- _Task requirements_: Write every entry out again, unchanged.

- _Records to process_:
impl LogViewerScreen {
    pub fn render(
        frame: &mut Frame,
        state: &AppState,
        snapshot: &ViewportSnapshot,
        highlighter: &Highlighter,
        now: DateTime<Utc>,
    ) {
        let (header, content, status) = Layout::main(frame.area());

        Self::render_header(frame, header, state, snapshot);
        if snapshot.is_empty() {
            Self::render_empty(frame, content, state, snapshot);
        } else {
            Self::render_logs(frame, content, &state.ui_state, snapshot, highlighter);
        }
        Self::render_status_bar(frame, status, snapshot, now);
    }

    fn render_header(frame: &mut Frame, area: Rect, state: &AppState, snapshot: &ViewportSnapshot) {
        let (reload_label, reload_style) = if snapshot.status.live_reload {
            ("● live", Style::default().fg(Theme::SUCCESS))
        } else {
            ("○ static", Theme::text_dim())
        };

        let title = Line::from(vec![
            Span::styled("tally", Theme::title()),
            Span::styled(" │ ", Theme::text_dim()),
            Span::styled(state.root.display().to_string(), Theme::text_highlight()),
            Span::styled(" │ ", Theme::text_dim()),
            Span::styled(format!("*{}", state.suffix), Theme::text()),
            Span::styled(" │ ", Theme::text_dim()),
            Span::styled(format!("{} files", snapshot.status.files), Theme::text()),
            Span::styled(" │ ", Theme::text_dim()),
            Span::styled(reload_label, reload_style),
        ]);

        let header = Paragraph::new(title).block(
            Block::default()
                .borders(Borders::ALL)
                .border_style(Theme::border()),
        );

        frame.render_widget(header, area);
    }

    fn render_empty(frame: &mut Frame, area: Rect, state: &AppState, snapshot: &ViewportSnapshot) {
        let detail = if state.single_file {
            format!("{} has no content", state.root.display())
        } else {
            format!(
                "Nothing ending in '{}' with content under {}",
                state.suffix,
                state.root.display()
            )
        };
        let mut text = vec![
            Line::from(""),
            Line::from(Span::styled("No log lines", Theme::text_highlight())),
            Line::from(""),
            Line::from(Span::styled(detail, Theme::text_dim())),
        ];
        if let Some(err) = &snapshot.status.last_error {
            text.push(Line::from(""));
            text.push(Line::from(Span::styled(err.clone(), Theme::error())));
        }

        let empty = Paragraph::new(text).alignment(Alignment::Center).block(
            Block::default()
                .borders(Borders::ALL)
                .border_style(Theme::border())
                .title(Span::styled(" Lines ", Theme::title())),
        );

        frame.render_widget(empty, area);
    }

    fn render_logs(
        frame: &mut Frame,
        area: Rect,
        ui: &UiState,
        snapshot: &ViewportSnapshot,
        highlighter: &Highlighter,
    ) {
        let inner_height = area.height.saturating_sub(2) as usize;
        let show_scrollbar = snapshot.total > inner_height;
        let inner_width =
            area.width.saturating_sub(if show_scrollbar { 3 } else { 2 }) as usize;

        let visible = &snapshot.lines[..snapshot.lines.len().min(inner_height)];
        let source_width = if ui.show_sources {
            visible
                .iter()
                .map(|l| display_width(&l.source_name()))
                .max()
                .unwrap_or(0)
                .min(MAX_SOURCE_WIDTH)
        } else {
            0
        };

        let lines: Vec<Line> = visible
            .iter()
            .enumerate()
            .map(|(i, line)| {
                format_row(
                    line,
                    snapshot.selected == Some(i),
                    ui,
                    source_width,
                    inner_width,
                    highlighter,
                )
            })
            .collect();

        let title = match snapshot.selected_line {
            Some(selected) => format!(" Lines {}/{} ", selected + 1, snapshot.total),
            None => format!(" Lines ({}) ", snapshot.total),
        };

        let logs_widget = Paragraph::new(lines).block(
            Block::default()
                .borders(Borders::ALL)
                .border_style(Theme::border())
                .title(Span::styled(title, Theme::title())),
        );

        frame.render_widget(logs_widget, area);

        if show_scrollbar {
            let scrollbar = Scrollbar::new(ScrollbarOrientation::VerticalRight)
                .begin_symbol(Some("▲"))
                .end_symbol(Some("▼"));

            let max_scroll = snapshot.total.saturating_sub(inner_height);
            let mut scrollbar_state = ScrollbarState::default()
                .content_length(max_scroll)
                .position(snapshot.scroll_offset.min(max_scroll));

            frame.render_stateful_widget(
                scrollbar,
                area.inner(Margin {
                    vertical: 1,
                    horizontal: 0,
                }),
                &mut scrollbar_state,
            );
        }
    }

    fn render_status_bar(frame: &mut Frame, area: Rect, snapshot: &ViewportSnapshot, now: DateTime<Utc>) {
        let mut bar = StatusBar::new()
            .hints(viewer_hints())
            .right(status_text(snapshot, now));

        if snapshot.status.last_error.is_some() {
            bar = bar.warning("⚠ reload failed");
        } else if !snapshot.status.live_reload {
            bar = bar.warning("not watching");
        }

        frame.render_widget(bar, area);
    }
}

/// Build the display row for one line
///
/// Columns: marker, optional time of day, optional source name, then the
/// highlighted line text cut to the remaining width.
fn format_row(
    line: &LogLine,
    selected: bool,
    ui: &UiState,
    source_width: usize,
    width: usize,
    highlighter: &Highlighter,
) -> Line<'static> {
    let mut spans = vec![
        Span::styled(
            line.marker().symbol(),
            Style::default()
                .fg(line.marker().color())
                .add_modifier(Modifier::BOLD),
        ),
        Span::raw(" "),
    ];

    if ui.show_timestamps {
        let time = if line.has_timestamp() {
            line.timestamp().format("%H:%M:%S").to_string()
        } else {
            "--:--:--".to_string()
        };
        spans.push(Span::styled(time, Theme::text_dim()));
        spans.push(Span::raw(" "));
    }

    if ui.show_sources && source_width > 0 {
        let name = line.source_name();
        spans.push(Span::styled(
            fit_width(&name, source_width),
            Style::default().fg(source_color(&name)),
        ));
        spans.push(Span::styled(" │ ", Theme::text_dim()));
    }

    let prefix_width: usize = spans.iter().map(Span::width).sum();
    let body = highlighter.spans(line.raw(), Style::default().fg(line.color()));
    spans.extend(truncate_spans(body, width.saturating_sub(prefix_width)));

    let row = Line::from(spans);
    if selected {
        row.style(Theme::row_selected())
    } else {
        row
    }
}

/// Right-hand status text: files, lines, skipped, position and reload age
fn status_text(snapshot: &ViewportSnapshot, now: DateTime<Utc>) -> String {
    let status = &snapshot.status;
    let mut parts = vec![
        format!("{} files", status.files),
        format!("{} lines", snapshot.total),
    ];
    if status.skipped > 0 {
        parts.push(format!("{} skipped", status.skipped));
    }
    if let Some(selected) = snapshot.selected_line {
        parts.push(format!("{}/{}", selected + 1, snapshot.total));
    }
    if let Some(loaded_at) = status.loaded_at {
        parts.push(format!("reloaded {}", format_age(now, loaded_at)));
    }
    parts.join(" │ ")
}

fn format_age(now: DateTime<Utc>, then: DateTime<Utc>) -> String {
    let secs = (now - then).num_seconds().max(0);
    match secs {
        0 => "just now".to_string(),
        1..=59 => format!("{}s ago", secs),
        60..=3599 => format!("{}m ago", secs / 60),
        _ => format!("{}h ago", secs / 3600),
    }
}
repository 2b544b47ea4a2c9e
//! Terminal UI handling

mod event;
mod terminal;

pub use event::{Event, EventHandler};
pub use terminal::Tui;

- _Result of the exercise_:
impl LogViewerScreen {
    pub fn render(
        frame: &mut Frame,
        state: &AppState,
        snapshot: &ViewportSnapshot,
        highlighter: &Highlighter,
        now: DateTime<Utc>,
    ) {
        let (header, content, status) = Layout::main(frame.area());

        Self::render_header(frame, header, state, snapshot);
        if snapshot.is_empty() {
            Self::render_empty(frame, content, state, snapshot);
        } else {
            Self::render_logs(frame, content, &state.ui_state, snapshot, highlighter);
        }
        Self::render_status_bar(frame, status, snapshot, now);
    }

    fn render_header(frame: &mut Frame, area: Rect, state: &AppState, snapshot: &ViewportSnapshot) {
        let (reload_label, reload_style) = if snapshot.status.live_reload {
            ("● live", Style::default().fg(Theme::SUCCESS))
        } else {
            ("○ static", Theme::text_dim())
        };

        let title = Line::from(vec![
            Span::styled("tally", Theme::title()),
            Span::styled(" │ ", Theme::text_dim()),
            Span::styled(state.root.display().to_string(), Theme::text_highlight()),
            Span::styled(" │ ", Theme::text_dim()),
            Span::styled(format!("*{}", state.suffix), Theme::text()),
            Span::styled(" │ ", Theme::text_dim()),
            Span::styled(format!("{} files", snapshot.status.files), Theme::text()),
            Span::styled(" │ ", Theme::text_dim()),
            Span::styled(reload_label, reload_style),
        ]);

        let header = Paragraph::new(title).block(
            Block::default()
                .borders(Borders::ALL)
                .border_style(Theme::border()),
        );

        frame.render_widget(header, area);
    }

    fn render_empty(frame: &mut Frame, area: Rect, state: &AppState, snapshot: &ViewportSnapshot) {
        let detail = if state.single_file {
            format!("{} has no content", state.root.display())
        } else {
            format!(
                "Nothing ending in '{}' with content under {}",
                state.suffix,
                state.root.display()
            )
        };
        let mut text = vec![
            Line::from(""),
            Line::from(Span::styled("No log lines", Theme::text_highlight())),
            Line::from(""),
            Line::from(Span::styled(detail, Theme::text_dim())),
        ];
        if let Some(err) = &snapshot.status.last_error {
            text.push(Line::from(""));
            text.push(Line::from(Span::styled(err.clone(), Theme::error())));
        }

        let empty = Paragraph::new(text).alignment(Alignment::Center).block(
            Block::default()
                .borders(Borders::ALL)
                .border_style(Theme::border())
                .title(Span::styled(" Lines ", Theme::title())),
        );

        frame.render_widget(empty, area);
    }

    fn render_logs(
        frame: &mut Frame,
        area: Rect,
        ui: &UiState,
        snapshot: &ViewportSnapshot,
        highlighter: &Highlighter,
    ) {
        let inner_height = area.height.saturating_sub(2) as usize;
        let show_scrollbar = snapshot.total > inner_height;
        let inner_width =
            area.width.saturating_sub(if show_scrollbar { 3 } else { 2 }) as usize;

        let visible = &snapshot.lines[..snapshot.lines.len().min(inner_height)];
        let source_width = if ui.show_sources {
            visible
                .iter()
                .map(|l| display_width(&l.source_name()))
                .max()
                .unwrap_or(0)
                .min(MAX_SOURCE_WIDTH)
        } else {
            0
        };

        let lines: Vec<Line> = visible
            .iter()
            .enumerate()
            .map(|(i, line)| {
                format_row(
                    line,
                    snapshot.selected == Some(i),
                    ui,
                    source_width,
                    inner_width,
                    highlighter,
                )
            })
            .collect();

        let title = match snapshot.selected_line {
            Some(selected) => format!(" Lines {}/{} ", selected + 1, snapshot.total),
            None => format!(" Lines ({}) ", snapshot.total),
        };

        let logs_widget = Paragraph::new(lines).block(
            Block::default()
                .borders(Borders::ALL)
                .border_style(Theme::border())
                .title(Span::styled(title, Theme::title())),
        );

        frame.render_widget(logs_widget, area);

        if show_scrollbar {
            let scrollbar = Scrollbar::new(ScrollbarOrientation::VerticalRight)
                .begin_symbol(Some("▲"))
                .end_symbol(Some("▼"));

            let max_scroll = snapshot.total.saturating_sub(inner_height);
            let mut scrollbar_state = ScrollbarState::default()
                .content_length(max_scroll)
                .position(snapshot.scroll_offset.min(max_scroll));

            frame.render_stateful_widget(
                scrollbar,
                area.inner(Margin {
                    vertical: 1,
                    horizontal: 0,
                }),
                &mut scrollbar_state,
            );
        }
    }

    fn render_status_bar(frame: &mut Frame, area: Rect, snapshot: &ViewportSnapshot, now: DateTime<Utc>) {
        let mut bar = StatusBar::new()
            .hints(viewer_hints())
            .right(status_text(snapshot, now));

        if snapshot.status.last_error.is_some() {
            bar = bar.warning("⚠ reload failed");
        } else if !snapshot.status.live_reload {
            bar = bar.warning("not watching");
        }

        frame.render_widget(bar, area);
    }
}

/// Build the display row for one line
///
/// Columns: marker, optional time of day, optional source name, then the
/// highlighted line text cut to the remaining width.
fn format_row(
    line: &LogLine,
    selected: bool,
    ui: &UiState,
    source_width: usize,
    width: usize,
    highlighter: &Highlighter,
) -> Line<'static> {
    let mut spans = vec![
        Span::styled(
            line.marker().symbol(),
            Style::default()
                .fg(line.marker().color())
                .add_modifier(Modifier::BOLD),
        ),
        Span::raw(" "),
    ];

    if ui.show_timestamps {
        let time = if line.has_timestamp() {
            line.timestamp().format("%H:%M:%S").to_string()
        } else {
            "--:--:--".to_string()
        };
        spans.push(Span::styled(time, Theme::text_dim()));
        spans.push(Span::raw(" "));
    }

    if ui.show_sources && source_width > 0 {
        let name = line.source_name();
        spans.push(Span::styled(
            fit_width(&name, source_width),
            Style::default().fg(source_color(&name)),
        ));
        spans.push(Span::styled(" │ ", Theme::text_dim()));
    }

    let prefix_width: usize = spans.iter().map(Span::width).sum();
    let body = highlighter.spans(line.raw(), Style::default().fg(line.color()));
    spans.extend(truncate_spans(body, width.saturating_sub(prefix_width)));

    let row = Line::from(spans);
    if selected {
        row.style(Theme::row_selected())
    } else {
        row
    }
}

/// Right-hand status text: files, lines, skipped, position and reload age
fn status_text(snapshot: &ViewportSnapshot, now: DateTime<Utc>) -> String {
    let status = &snapshot.status;
    let mut parts = vec![
        format!("{} files", status.files),
        format!("{} lines", snapshot.total),
    ];
    if status.skipped > 0 {
        parts.push(format!("{} skipped", status.skipped));
    }
    if let Some(selected) = snapshot.selected_line {
        parts.push(format!("{}/{}", selected + 1, snapshot.total));
    }
    if let Some(loaded_at) = status.loaded_at {
        parts.push(format!("reloaded {}", format_age(now, loaded_at)));
    }
    parts.join(" │ ")
}

fn format_age(now: DateTime<Utc>, then: DateTime<Utc>) -> String {
    let secs = (now - then).num_seconds().max(0);
    match secs {
        0 => "just now".to_string(),
        1..=59 => format!("{}s ago", secs),
        60..=3599 => format!("{}m ago", secs / 60),
        _ => format!("{}h ago", secs / 3600),
    }
}
repository 2b544b47ea4a2c9e
//! Terminal UI handling

mod event;
mod terminal;

pub use event::{Event, EventHandler};
pub use terminal::Tui;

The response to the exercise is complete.